One day we walked from the beach through the forest into the nearby village of Falevai Tahi, located on the SW tip of Kapa Island. We wanted to visit the school as Helen, (sv Night Tide) brought school supplies to donate. We had trouble finding the school, however a local women, Leiti, graciously walked us there. As we arrived, Leiti called out, we were greeted by Ella, the school teacher, three children and a couple cute puppy dogs.
They came out of Ella’s house located next door, to the one room schoolhouse and were all very excited and grateful for the donations. Ella showed us books that another boat had donated. Helen asked if there was anything in particular she would like for the school and Ella said she would like blocks with numbers on them for the younger children. We thought if we come back this way next year it would be fun to bring them to the school.
We spent about 5 days at Kenutu Island (anchorage #30). It is located on the eastern edge of the Vava’u group. It is sandwiched between Umuna island to the North and small, Lolo island to the south. To get there you navigate around the SE point on Ofu island, then up ahead you leave a large coral head to port, then you turn East and steer for the south end of Kenutu, being careful to avoid coral patches, and proceed through a narrow reef gap, where we saw depth of only 6 feet below our keel. This zig zagging to avoid the damaging coral heads and reefs, took all of our attention, which made getting into the anchorage that much sweeter.
As we neared the anchorage we could see about five boats already there. Over the radio we spoke with Muskoka and Manna who advised us of the best locations to drop anchor in the beautiful water located just inside the reef. The ocean waves were booming and bursting over the reef, a large blow hole was exploding amongst the jagged cliffs. Through the island passes you could see waves and water hitting the sides of the rock and splashing up, over and around.
We spent some time exploring the area. On our first afternoon our friends from Yonder; Carli, Rob and their young son Adrian, stopped by on their way to explore the small blowhole on the Southwest corner of Lolo island. Rob had been there 10 years earlier and had found a mostly hidden small blowhole.

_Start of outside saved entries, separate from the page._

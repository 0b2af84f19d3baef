//! The messaging primitives consumed by protocol code.
//!
//! Protocol code talks to the network only through [`Transport`]: it never sees
//! framing, message ids, or request/response correlation. [`NodeHandle`] is the
//! implementation backed by the [`Node`](crate::Node) runtime.

use std::collections::HashMap;
use std::sync::atomic::{AtomicU64, Ordering};
use std::sync::{Arc, Mutex, OnceLock, PoisonError};

use tokio::sync::mpsc;
use tracing::trace;

use crate::error::{Error, Result};
use crate::message::{Body, InitRequest, Message, NodeId};

/// Completion callback for an RPC.
///
/// Invoked at most once, when a reply arrives. There is no timeout: if the
/// peer never answers, the callback is never invoked.
pub type ResponseCallback = Box<dyn FnOnce(Message) + Send + 'static>;

/// Request/response and one-way messaging between nodes.
pub trait Transport: Send + Sync + 'static {
    /// This node's identifier.
    fn node_id(&self) -> Result<NodeId>;

    /// Send `body` back to the sender of `request`.
    fn reply(&self, request: &Message, body: Body) -> Result<()>;

    /// Fire-and-forget delivery to `dest`.
    fn send(&self, dest: &str, body: Body) -> Result<()>;

    /// Send `body` to `dest` and invoke `on_response` if a reply arrives.
    fn rpc(&self, dest: &str, body: Body, on_response: ResponseCallback) -> Result<()>;
}

impl<T: Transport> Transport for Arc<T> {
    fn node_id(&self) -> Result<NodeId> {
        (**self).node_id()
    }

    fn reply(&self, request: &Message, body: Body) -> Result<()> {
        (**self).reply(request, body)
    }

    fn send(&self, dest: &str, body: Body) -> Result<()> {
        (**self).send(dest, body)
    }

    fn rpc(&self, dest: &str, body: Body, on_response: ResponseCallback) -> Result<()> {
        (**self).rpc(dest, body, on_response)
    }
}

#[derive(Debug)]
struct Identity {
    node_id: NodeId,
    node_ids: Vec<NodeId>,
}

struct HandleState {
    identity: OnceLock<Identity>,
    next_msg_id: AtomicU64,
    callbacks: Mutex<HashMap<u64, ResponseCallback>>,
    outbound: mpsc::UnboundedSender<Message>,
}

/// Cheaply cloneable handle to a running node's outbound side.
#[derive(Clone)]
pub struct NodeHandle {
    inner: Arc<HandleState>,
}

impl std::fmt::Debug for NodeHandle {
    fn fmt(&self, f: &mut std::fmt::Formatter<'_>) -> std::fmt::Result {
        f.debug_struct("NodeHandle")
            .field("identity", &self.inner.identity.get())
            .field("pending_callbacks", &self.pending_callbacks())
            .finish()
    }
}

impl NodeHandle {
    pub(crate) fn new(outbound: mpsc::UnboundedSender<Message>) -> Self {
        Self {
            inner: Arc::new(HandleState {
                identity: OnceLock::new(),
                next_msg_id: AtomicU64::new(1),
                callbacks: Mutex::new(HashMap::new()),
                outbound,
            }),
        }
    }

    /// Record the identity assigned by `init`.
    ///
    /// Returns `false` if the node was already initialized; the first
    /// identity is kept.
    pub(crate) fn init(&self, request: InitRequest) -> bool {
        self.inner
            .identity
            .set(Identity {
                node_id: request.node_id,
                node_ids: request.node_ids,
            })
            .is_ok()
    }

    /// Whether `init` has been received.
    #[must_use]
    pub fn is_initialized(&self) -> bool {
        self.inner.identity.get().is_some()
    }

    /// All cluster members announced by `init` (including this node).
    #[must_use]
    pub fn node_ids(&self) -> Vec<NodeId> {
        self.inner
            .identity
            .get()
            .map(|identity| identity.node_ids.clone())
            .unwrap_or_default()
    }

    /// Number of RPCs still waiting for a reply.
    #[must_use]
    pub fn pending_callbacks(&self) -> usize {
        self.callbacks().len()
    }

    pub(crate) fn take_callback(&self, in_reply_to: u64) -> Option<ResponseCallback> {
        self.callbacks().remove(&in_reply_to)
    }

    fn callbacks(&self) -> std::sync::MutexGuard<'_, HashMap<u64, ResponseCallback>> {
        self.inner
            .callbacks
            .lock()
            .unwrap_or_else(PoisonError::into_inner)
    }

    fn next_msg_id(&self) -> u64 {
        self.inner.next_msg_id.fetch_add(1, Ordering::Relaxed)
    }

    fn emit(&self, src: NodeId, dest: &str, body: Body) -> Result<()> {
        trace!(dest, kind = %body.kind, msg_id = ?body.msg_id, "Queueing outbound message");
        self.inner
            .outbound
            .send(Message {
                src,
                dest: dest.to_string(),
                body,
            })
            .map_err(|_| Error::Closed)
    }
}

impl Transport for NodeHandle {
    fn node_id(&self) -> Result<NodeId> {
        self.inner
            .identity
            .get()
            .map(|identity| identity.node_id.clone())
            .ok_or(Error::NotInitialized)
    }

    fn reply(&self, request: &Message, mut body: Body) -> Result<()> {
        body.msg_id = Some(self.next_msg_id());
        body.in_reply_to = request.body.msg_id;
        // The request was addressed to us, so this works even before init.
        self.emit(request.dest.clone(), &request.src, body)
    }

    fn send(&self, dest: &str, mut body: Body) -> Result<()> {
        let src = self.node_id()?;
        body.msg_id = Some(self.next_msg_id());
        self.emit(src, dest, body)
    }

    fn rpc(&self, dest: &str, mut body: Body, on_response: ResponseCallback) -> Result<()> {
        let src = self.node_id()?;
        let msg_id = self.next_msg_id();
        body.msg_id = Some(msg_id);

        self.callbacks().insert(msg_id, on_response);
        if let Err(e) = self.emit(src, dest, body) {
            self.callbacks().remove(&msg_id);
            return Err(e);
        }
        Ok(())
    }
}

#[cfg(test)]
mod tests {
    use super::*;

    fn initialized() -> (NodeHandle, mpsc::UnboundedReceiver<Message>) {
        let (tx, rx) = mpsc::unbounded_channel();
        let handle = NodeHandle::new(tx);
        assert!(handle.init(InitRequest {
            node_id: "n1".into(),
            node_ids: vec!["n1".into(), "n2".into()],
        }));
        (handle, rx)
    }

    #[test]
    fn test_requires_init() {
        let (tx, _rx) = mpsc::unbounded_channel();
        let handle = NodeHandle::new(tx);

        assert!(!handle.is_initialized());
        assert!(matches!(handle.node_id(), Err(Error::NotInitialized)));
        assert!(matches!(
            handle.send("n2", Body::new("ping")),
            Err(Error::NotInitialized)
        ));
    }

    #[test]
    fn test_second_init_is_ignored() {
        let (handle, _rx) = initialized();
        assert!(!handle.init(InitRequest {
            node_id: "n9".into(),
            node_ids: vec![],
        }));
        assert_eq!(handle.node_id().unwrap(), "n1");
        assert_eq!(handle.node_ids(), vec!["n1".to_string(), "n2".to_string()]);
    }

    #[test]
    fn test_msg_ids_increase() {
        let (handle, mut rx) = initialized();
        handle.send("n2", Body::new("a")).unwrap();
        handle.send("n2", Body::new("b")).unwrap();

        let first = rx.try_recv().unwrap();
        let second = rx.try_recv().unwrap();
        assert_eq!(first.src, "n1");
        assert!(second.body.msg_id > first.body.msg_id);
    }

    #[test]
    fn test_reply_addresses_sender() {
        let (handle, mut rx) = initialized();
        let mut request_body = Body::new("read");
        request_body.msg_id = Some(17);
        let request = Message {
            src: "c3".into(),
            dest: "n1".into(),
            body: request_body,
        };

        handle.reply(&request, Body::new("read_ok")).unwrap();

        let reply = rx.try_recv().unwrap();
        assert_eq!(reply.src, "n1");
        assert_eq!(reply.dest, "c3");
        assert_eq!(reply.body.in_reply_to, Some(17));
    }

    #[test]
    fn test_rpc_registers_callback() {
        let (handle, mut rx) = initialized();
        handle
            .rpc("n2", Body::new("ping"), Box::new(|_| {}))
            .unwrap();

        let sent = rx.try_recv().unwrap();
        assert_eq!(handle.pending_callbacks(), 1);
        assert!(handle.take_callback(sent.body.msg_id.unwrap()).is_some());
        assert_eq!(handle.pending_callbacks(), 0);
    }

    #[test]
    fn test_rpc_on_closed_transport_drops_callback() {
        let (handle, rx) = initialized();
        drop(rx);

        let result = handle.rpc("n2", Body::new("ping"), Box::new(|_| {}));
        assert!(matches!(result, Err(Error::Closed)));
        assert_eq!(handle.pending_callbacks(), 0);
    }
}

He was taking Carli and Adrian for an adventure and I asked if I could join along.
We anchored the dingy inside the reef and swell and hiked through two foot deep water to the spiny rocks. There was a blue and black sea snake slinking though the rock. Rob calmly told Adrian to stay a couple feet away and they started climbing, I followed and carefully made my way up the sharp and steep rock. Once on top we could look down about 20 feet into a cavern, that was about 40 ft by 40 feet around with a fairly flat landing. On the far side it dropped off and you could see water splashing up through, from the Ocean.
Rob climbed down first, Carli followed while Adrian and I enjoyed the view from above. Every once in a while waves would splash up through a small fissure and from the other side and fill the basin with a foot or two of water. The water exploding through the fissures were 10 – 30 feet tall. So awesome!
Adrian got up his nerve to join his parents below. Rob secured a rope for easier ingress and egress, however I chose to stay above, take some photos and watch the family enjoy themselves!
Another day at low tide we decided to venture over to the big blowhole, also located on Lolo. Laurie from Muskoka graciously offered to be our guide. We carefully dingyed over in the low tide and anchored the dingy in a small eddy and walked gingerly through the reef to the island. We climbed up and over through the spiny, sharp knife-like rock. Once on top we had a beautiful view of the anchorage and as we walked towards the blowhole could see the ocean swells on the other side. We climbed around and enjoyed exploring while waiting for the blowhole to do it thing. Finally we got a big spout that got us all wet! Down we climbed and decided to continue the exploration over on Kenutu.
Kenutu Island is covered with brush and trees, there is a small trail that leads from the beach through a canopy of greenery that leads up and over to the ocean side of the island. From there, the views are impressive as you look down 200 feet to the crashing ocean below. We explored a bit on the plateau, but chose not to follow the trail that leads further along the cliff.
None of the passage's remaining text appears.